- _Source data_
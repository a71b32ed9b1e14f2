//! Score API server (Axum HTTP) for the Cometboard service.
//!
//! A thin transport layer over the intake, store, and sync strategy: it
//! validates wire input, delegates, and maps errors to status codes. No
//! ranking logic lives here.
//!
//! # Modules
//!
//! - [`router`] -- Axum router construction
//! - [`handlers`] -- REST endpoint handlers
//! - [`state`] -- Shared application state
//! - [`error`] -- Error-to-response mapping
//! - [`server`] -- HTTP server lifecycle
//! - [`startup`] -- Background-task spawn helper

pub mod error;
pub mod handlers;
pub mod router;
pub mod server;
pub mod startup;
pub mod state;

// Re-export primary types for convenience.
pub use error::ApiError;
pub use router::build_router;
pub use server::{start_server, ServerConfig, ServerError};
pub use startup::spawn_server;
pub use state::AppState;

- _EXERCISE INSTRUCTIONS_
For the records above, give the number of lines that include the string "handlers", with nothing added.

- _TASK RESULT_
2